**Assignment:**
Give the listing again in full, matching it character for character.
:: Data to examine ::
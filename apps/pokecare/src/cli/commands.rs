//! # CLI Command Implementations

use crate::config::Config;
use crate::session::{CareAction, PetSession};
use pokecare_core::{
    Creature, CreatureId, EvolutionOutcome, PetError, Stage, StorageBackend, TracingCues,
};
use std::path::Path;

/// The session type every command runs against.
pub type CliSession = PetSession<StorageBackend, TracingCues>;

/// Where a selection command moves.
#[derive(Debug, Clone, Copy)]
pub enum Nav<'a> {
    To(&'a str),
    Next,
    Previous,
}

fn print_json(value: &serde_json::Value) {
    println!("{}", serde_json::to_string_pretty(value).unwrap_or_default());
}

fn creature_json(creature: &Creature) -> serde_json::Value {
    serde_json::to_value(creature).unwrap_or_default()
}

fn print_evolution(creature: &Creature, outcome: &EvolutionOutcome) {
    if outcome.has_evolved {
        println!(
            "{} evolved! Attack {} / Defense {}",
            creature.name, outcome.attack, outcome.defense
        );
    }
    if creature.is_fully_evolved {
        println!("{} is fully evolved.", creature.name);
    }
}

fn parse_id(id: Option<&str>) -> Option<CreatureId> {
    id.map(CreatureId::new)
}

// =============================================================================
// ROSTER COMMANDS
// =============================================================================

/// List every creature.
pub fn cmd_list(session: &CliSession, json_mode: bool) -> Result<(), PetError> {
    let creatures = session.creatures();
    let selected = session.selected();

    if json_mode {
        let output = serde_json::json!({
            "selected": selected.map(CreatureId::as_str),
            "creatures": creatures.iter().map(creature_json).collect::<Vec<_>>(),
        });
        print_json(&output);
        return Ok(());
    }

    println!("Pokecare Roster");
    println!("===============");
    for creature in &creatures {
        let marker = if Some(&creature.id) == selected { '*' } else { ' ' };
        println!(
            "{} {:<4} {:<12} {:<16} HP {:>4}  JOY {:>4}",
            marker,
            creature.id.as_str(),
            creature.name,
            creature.stage().name(),
            creature.health.value(),
            creature.happiness.value()
        );
    }

    Ok(())
}

/// Show one creature in detail.
pub fn cmd_show(session: &CliSession, json_mode: bool, id: Option<&str>) -> Result<(), PetError> {
    let creature = session.resolve(parse_id(id).as_ref())?;

    if json_mode {
        print_json(&creature_json(&creature));
        return Ok(());
    }

    println!("{} ({})", creature.name, creature.id);
    println!("==========================");
    println!("Stage:     {}", creature.stage());
    println!("Health:    {}", creature.health);
    println!("Happiness: {}", creature.happiness);
    println!("Energy:    {}", creature.energy);
    println!("Attack:    {}", creature.attack);
    println!("Defense:   {}", creature.defense);
    println!("Gif:       {}", creature.gif);
    println!("Avatar:    {}", creature.avatar);

    let stage = creature.stage();
    let next = stage
        .next()
        .filter(|next| creature.target(*next).is_some());
    match next {
        Some(next) => println!("Next form: {}", next),
        None if creature.is_fully_evolved => println!("Fully evolved"),
        None if stage.is_terminal() => println!("Final form"),
        None => println!("Final form (two-stage line)"),
    }

    Ok(())
}

/// Select a creature directly or by navigation.
pub fn cmd_select(session: &mut CliSession, json_mode: bool, nav: Nav<'_>) -> Result<(), PetError> {
    let outcome = match nav {
        Nav::To(id) => session.select(&CreatureId::new(id))?,
        Nav::Next => session.select_next()?,
        Nav::Previous => session.select_previous()?,
    };
    let creature = session.selected_creature().ok_or(PetError::NoSelection)?;

    if json_mode {
        let output = serde_json::json!({
            "selected": creature.id.as_str(),
            "evolution": outcome,
            "creature": creature_json(&creature),
        });
        print_json(&output);
        return Ok(());
    }

    println!("Selected {} ({})", creature.name, creature.id);
    print_evolution(&creature, &outcome);
    Ok(())
}

// =============================================================================
// CARE COMMANDS
// =============================================================================

/// Apply a care action.
pub fn cmd_care(
    session: &mut CliSession,
    json_mode: bool,
    id: Option<&str>,
    action: CareAction,
) -> Result<(), PetError> {
    let id = session.resolve(parse_id(id).as_ref())?.id;
    let report = session.care(Some(&id), action)?;
    let creature = session.resolve(Some(&id))?;

    if json_mode {
        let output = serde_json::json!({
            "report": report,
            "creature": creature_json(&creature),
        });
        print_json(&output);
        return Ok(());
    }

    if report.applied {
        println!(
            "{}: health {} / happiness {}",
            creature.name, creature.health, creature.happiness
        );
    } else {
        println!("{} is already at full strength.", creature.name);
    }
    print_evolution(&creature, &report.evolution);
    Ok(())
}

/// Run the evolution check.
pub fn cmd_check(
    session: &mut CliSession,
    json_mode: bool,
    id: Option<&str>,
) -> Result<(), PetError> {
    let id = session.resolve(parse_id(id).as_ref())?.id;
    let outcome = session.check(Some(&id))?;
    let creature = session.resolve(Some(&id))?;

    if json_mode {
        let output = serde_json::json!({
            "evolution": outcome,
            "creature": creature_json(&creature),
        });
        print_json(&output);
        return Ok(());
    }

    if !outcome.has_evolved && !creature.is_fully_evolved {
        println!("{} is not ready to evolve ({}).", creature.name, creature.stage());
    }
    print_evolution(&creature, &outcome);
    Ok(())
}

// =============================================================================
// TASK COMMANDS
// =============================================================================

/// Add a task.
pub fn cmd_task_add(
    session: &mut CliSession,
    json_mode: bool,
    id: Option<&str>,
    stage: Option<u8>,
    title: &str,
) -> Result<(), PetError> {
    let stage = match stage {
        Some(number) => Some(Stage::from_number(number).ok_or_else(|| {
            PetError::Config(format!("Unknown stage {}, expected 1-3", number))
        })?),
        None => None,
    };
    let task = session.add_task(parse_id(id).as_ref(), stage, title)?;

    if json_mode {
        print_json(&serde_json::json!({ "task": task }));
    } else {
        println!("Added task #{}: {}", task, title);
    }
    Ok(())
}

/// Complete a task.
pub fn cmd_task_done(session: &mut CliSession, json_mode: bool, task: u64) -> Result<(), PetError> {
    let done = session.complete_task(task)?;

    if json_mode {
        print_json(&serde_json::json!({ "completed": done }));
        return Ok(());
    }

    match done {
        Some(task) => println!("Completed task #{}: {}", task.id, task.title),
        None => println!("No pending task #{}", task),
    }
    Ok(())
}

/// List pending tasks.
pub fn cmd_task_list(session: &CliSession, json_mode: bool) -> Result<(), PetError> {
    let tasks = session.tasks();

    if json_mode {
        print_json(&serde_json::json!({ "tasks": tasks }));
        return Ok(());
    }

    if tasks.is_empty() {
        println!("No pending tasks.");
        return Ok(());
    }
    for task in tasks {
        println!(
            "#{:<3} {:<4} {:<16} {}",
            task.id,
            task.creature_id.as_str(),
            task.stage.name(),
            task.title
        );
    }
    Ok(())
}

// =============================================================================
// RESET COMMAND
// =============================================================================

/// Forget all saved state.
pub fn cmd_reset(session: &mut CliSession, json_mode: bool) -> Result<(), PetError> {
    session.reset()?;

    if json_mode {
        print_json(&serde_json::json!({ "reset": true }));
    } else {
        println!("Save data cleared.");
    }
    Ok(())
}

// =============================================================================
// HELPER FUNCTIONS
// =============================================================================

/// Open a session over the requested backend.
pub fn open_session(
    db_path: &Path,
    backend: &str,
    config: &Config,
) -> Result<CliSession, PetError> {
    let items = match backend {
        "redb" => StorageBackend::open_redb(db_path)?,
        "memory" => StorageBackend::default(),
        other => {
            return Err(PetError::Config(format!(
                "Unknown backend '{}', expected \"redb\" or \"memory\"",
                other
            )));
        }
    };
    tracing::debug!(backend, persistent = items.is_persistent(), "storage opened");
    Ok(PetSession::open(items, TracingCues, config))
}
:::
**Worked solution:**
filename apps/pokecare/src/cli/commands.rs
//! # CLI Command Implementations

use crate::config::Config;
use crate::session::{CareAction, PetSession};
use pokecare_core::{
    Creature, CreatureId, EvolutionOutcome, PetError, Stage, StorageBackend, TracingCues,
};
use std::path::Path;

/// The session type every command runs against.
pub type CliSession = PetSession<StorageBackend, TracingCues>;

/// Where a selection command moves.
#[derive(Debug, Clone, Copy)]
pub enum Nav<'a> {
    To(&'a str),
    Next,
    Previous,
}

fn print_json(value: &serde_json::Value) {
    println!("{}", serde_json::to_string_pretty(value).unwrap_or_default());
}

fn creature_json(creature: &Creature) -> serde_json::Value {
    serde_json::to_value(creature).unwrap_or_default()
}

fn print_evolution(creature: &Creature, outcome: &EvolutionOutcome) {
    if outcome.has_evolved {
        println!(
            "{} evolved! Attack {} / Defense {}",
            creature.name, outcome.attack, outcome.defense
        );
    }
    if creature.is_fully_evolved {
        println!("{} is fully evolved.", creature.name);
    }
}

fn parse_id(id: Option<&str>) -> Option<CreatureId> {
    id.map(CreatureId::new)
}

// =============================================================================
// ROSTER COMMANDS
// =============================================================================

/// List every creature.
pub fn cmd_list(session: &CliSession, json_mode: bool) -> Result<(), PetError> {
    let creatures = session.creatures();
    let selected = session.selected();

    if json_mode {
        let output = serde_json::json!({
            "selected": selected.map(CreatureId::as_str),
            "creatures": creatures.iter().map(creature_json).collect::<Vec<_>>(),
        });
        print_json(&output);
        return Ok(());
    }

    println!("Pokecare Roster");
    println!("===============");
    for creature in &creatures {
        let marker = if Some(&creature.id) == selected { '*' } else { ' ' };
        println!(
            "{} {:<4} {:<12} {:<16} HP {:>4}  JOY {:>4}",
            marker,
            creature.id.as_str(),
            creature.name,
            creature.stage().name(),
            creature.health.value(),
            creature.happiness.value()
        );
    }

    Ok(())
}

/// Show one creature in detail.
pub fn cmd_show(session: &CliSession, json_mode: bool, id: Option<&str>) -> Result<(), PetError> {
    let creature = session.resolve(parse_id(id).as_ref())?;

    if json_mode {
        print_json(&creature_json(&creature));
        return Ok(());
    }

    println!("{} ({})", creature.name, creature.id);
    println!("==========================");
    println!("Stage:     {}", creature.stage());
    println!("Health:    {}", creature.health);
    println!("Happiness: {}", creature.happiness);
    println!("Energy:    {}", creature.energy);
    println!("Attack:    {}", creature.attack);
    println!("Defense:   {}", creature.defense);
    println!("Gif:       {}", creature.gif);
    println!("Avatar:    {}", creature.avatar);

    let stage = creature.stage();
    let next = stage
        .next()
        .filter(|next| creature.target(*next).is_some());
    match next {
        Some(next) => println!("Next form: {}", next),
        None if creature.is_fully_evolved => println!("Fully evolved"),
        None if stage.is_terminal() => println!("Final form"),
        None => println!("Final form (two-stage line)"),
    }

    Ok(())
}

/// Select a creature directly or by navigation.
pub fn cmd_select(session: &mut CliSession, json_mode: bool, nav: Nav<'_>) -> Result<(), PetError> {
    let outcome = match nav {
        Nav::To(id) => session.select(&CreatureId::new(id))?,
        Nav::Next => session.select_next()?,
        Nav::Previous => session.select_previous()?,
    };
    let creature = session.selected_creature().ok_or(PetError::NoSelection)?;

    if json_mode {
        let output = serde_json::json!({
            "selected": creature.id.as_str(),
            "evolution": outcome,
            "creature": creature_json(&creature),
        });
        print_json(&output);
        return Ok(());
    }

    println!("Selected {} ({})", creature.name, creature.id);
    print_evolution(&creature, &outcome);
    Ok(())
}

// =============================================================================
// CARE COMMANDS
// =============================================================================

/// Apply a care action.
pub fn cmd_care(
    session: &mut CliSession,
    json_mode: bool,
    id: Option<&str>,
    action: CareAction,
) -> Result<(), PetError> {
    let id = session.resolve(parse_id(id).as_ref())?.id;
    let report = session.care(Some(&id), action)?;
    let creature = session.resolve(Some(&id))?;

    if json_mode {
        let output = serde_json::json!({
            "report": report,
            "creature": creature_json(&creature),
        });
        print_json(&output);
        return Ok(());
    }

    if report.applied {
        println!(
            "{}: health {} / happiness {}",
            creature.name, creature.health, creature.happiness
        );
    } else {
        println!("{} is already at full strength.", creature.name);
    }
    print_evolution(&creature, &report.evolution);
    Ok(())
}

/// Run the evolution check.
pub fn cmd_check(
    session: &mut CliSession,
    json_mode: bool,
    id: Option<&str>,
) -> Result<(), PetError> {
    let id = session.resolve(parse_id(id).as_ref())?.id;
    let outcome = session.check(Some(&id))?;
    let creature = session.resolve(Some(&id))?;

    if json_mode {
        let output = serde_json::json!({
            "evolution": outcome,
            "creature": creature_json(&creature),
        });
        print_json(&output);
        return Ok(());
    }

    if !outcome.has_evolved && !creature.is_fully_evolved {
        println!("{} is not ready to evolve ({}).", creature.name, creature.stage());
    }
    print_evolution(&creature, &outcome);
    Ok(())
}

// =============================================================================
// TASK COMMANDS
// =============================================================================

/// Add a task.
pub fn cmd_task_add(
    session: &mut CliSession,
    json_mode: bool,
    id: Option<&str>,
    stage: Option<u8>,
    title: &str,
) -> Result<(), PetError> {
    let stage = match stage {
        Some(number) => Some(Stage::from_number(number).ok_or_else(|| {
            PetError::Config(format!("Unknown stage {}, expected 1-3", number))
        })?),
        None => None,
    };
    let task = session.add_task(parse_id(id).as_ref(), stage, title)?;

    if json_mode {
        print_json(&serde_json::json!({ "task": task }));
    } else {
        println!("Added task #{}: {}", task, title);
    }
    Ok(())
}

/// Complete a task.
pub fn cmd_task_done(session: &mut CliSession, json_mode: bool, task: u64) -> Result<(), PetError> {
    let done = session.complete_task(task)?;

    if json_mode {
        print_json(&serde_json::json!({ "completed": done }));
        return Ok(());
    }

    match done {
        Some(task) => println!("Completed task #{}: {}", task.id, task.title),
        None => println!("No pending task #{}", task),
    }
    Ok(())
}

/// List pending tasks.
pub fn cmd_task_list(session: &CliSession, json_mode: bool) -> Result<(), PetError> {
    let tasks = session.tasks();

    if json_mode {
        print_json(&serde_json::json!({ "tasks": tasks }));
        return Ok(());
    }

    if tasks.is_empty() {
        println!("No pending tasks.");
        return Ok(());
    }
    for task in tasks {
        println!(
            "#{:<3} {:<4} {:<16} {}",
            task.id,
            task.creature_id.as_str(),
            task.stage.name(),
            task.title
        );
    }
    Ok(())
}

// =============================================================================
// RESET COMMAND
// =============================================================================

/// Forget all saved state.
pub fn cmd_reset(session: &mut CliSession, json_mode: bool) -> Result<(), PetError> {
    session.reset()?;

    if json_mode {
        print_json(&serde_json::json!({ "reset": true }));
    } else {
        println!("Save data cleared.");
    }
    Ok(())
}

// =============================================================================
// HELPER FUNCTIONS
// =============================================================================

/// Open a session over the requested backend.
pub fn open_session(
    db_path: &Path,
    backend: &str,
    config: &Config,
) -> Result<CliSession, PetError> {
    let items = match backend {
        "redb" => StorageBackend::open_redb(db_path)?,
        "memory" => StorageBackend::default(),
        other => {
            return Err(PetError::Config(format!(
                "Unknown backend '{}', expected \"redb\" or \"memory\"",
                other
            )));
        }
    };
    tracing::debug!(backend, persistent = items.is_persistent(), "storage opened");
    Ok(PetSession::open(items, TracingCues, config))
}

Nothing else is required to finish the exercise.